▶ [Activity]:
Would you write out the records below exactly as given?

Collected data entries
——

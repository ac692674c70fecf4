#![allow(clippy::missing_safety_doc)]
#![allow(non_snake_case)]

//! Bindings for the `testlib` native shared library with runtime loading.
//!
//! The library is opened with `libloading` on first use and its C exports
//! are wrapped by proxy types that own the native handles:
//!
//! - [`VectorD`]: a native `std::vector<double>` with `Linalg` helpers
//! - [`InterfaceObject`]: an `InterfaceClass` implementation chosen by class id
//! - [`SampleObject`]: the non-polymorphic `SampleClass` counter
//!
//! Each proxy releases its handle exactly once, when it is dropped.
//!
//! # Initialization
//!
//! ```ignore
//! use testlib_ffi::{testlib_init, VectorD};
//!
//! // Explicit path; otherwise TESTLIB_LIBRARY or the platform file name is used
//! testlib_init("/usr/local/lib/libtestlib.so")?;
//!
//! let v = VectorD::from_slice(&[3.0, 4.0])?;
//! assert_eq!(v.norm(), 5.0);
//! ```

// Low-level FFI layer
pub mod sys;

// Error handling
mod error;
pub use error::{Error, Result};

// Utility functions
mod util;
pub use util::{string_from_cstr, to_cstring};

mod handle;
pub use handle::{OwnedHandle, ReleaseFn};

// Proxy types
mod interface;
mod sample;
mod vector;

pub use interface::{InterfaceObject, IMPLEMENTATION_A, IMPLEMENTATION_B};
pub use sample::SampleObject;
pub use vector::{VectorD, DEFAULT_VECTOR_NAME};

// Initialization API
mod init;
pub use init::{
    ensure_testlib_init, testlib_init, testlib_init_with, testlib_is_initialized,
    testlib_library_path, LIBRARY_ENV, LIBRARY_NAME,
};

——

▶ [Result of this exercise]:
repository ac692674c70fecf4
#![allow(clippy::missing_safety_doc)]
#![allow(non_snake_case)]

//! Bindings for the `testlib` native shared library with runtime loading.
//!
//! The library is opened with `libloading` on first use and its C exports
//! are wrapped by proxy types that own the native handles:
//!
//! - [`VectorD`]: a native `std::vector<double>` with `Linalg` helpers
//! - [`InterfaceObject`]: an `InterfaceClass` implementation chosen by class id
//! - [`SampleObject`]: the non-polymorphic `SampleClass` counter
//!
//! Each proxy releases its handle exactly once, when it is dropped.
//!
//! # Initialization
//!
//! ```ignore
//! use testlib_ffi::{testlib_init, VectorD};
//!
//! // Explicit path; otherwise TESTLIB_LIBRARY or the platform file name is used
//! testlib_init("/usr/local/lib/libtestlib.so")?;
//!
//! let v = VectorD::from_slice(&[3.0, 4.0])?;
//! assert_eq!(v.norm(), 5.0);
//! ```

// Low-level FFI layer
pub mod sys;

// Error handling
mod error;
pub use error::{Error, Result};

// Utility functions
mod util;
pub use util::{string_from_cstr, to_cstring};

mod handle;
pub use handle::{OwnedHandle, ReleaseFn};

// Proxy types
mod interface;
mod sample;
mod vector;

pub use interface::{InterfaceObject, IMPLEMENTATION_A, IMPLEMENTATION_B};
pub use sample::SampleObject;
pub use vector::{VectorD, DEFAULT_VECTOR_NAME};

// Initialization API
mod init;
pub use init::{
    ensure_testlib_init, testlib_init, testlib_init_with, testlib_is_initialized,
    testlib_library_path, LIBRARY_ENV, LIBRARY_NAME,
};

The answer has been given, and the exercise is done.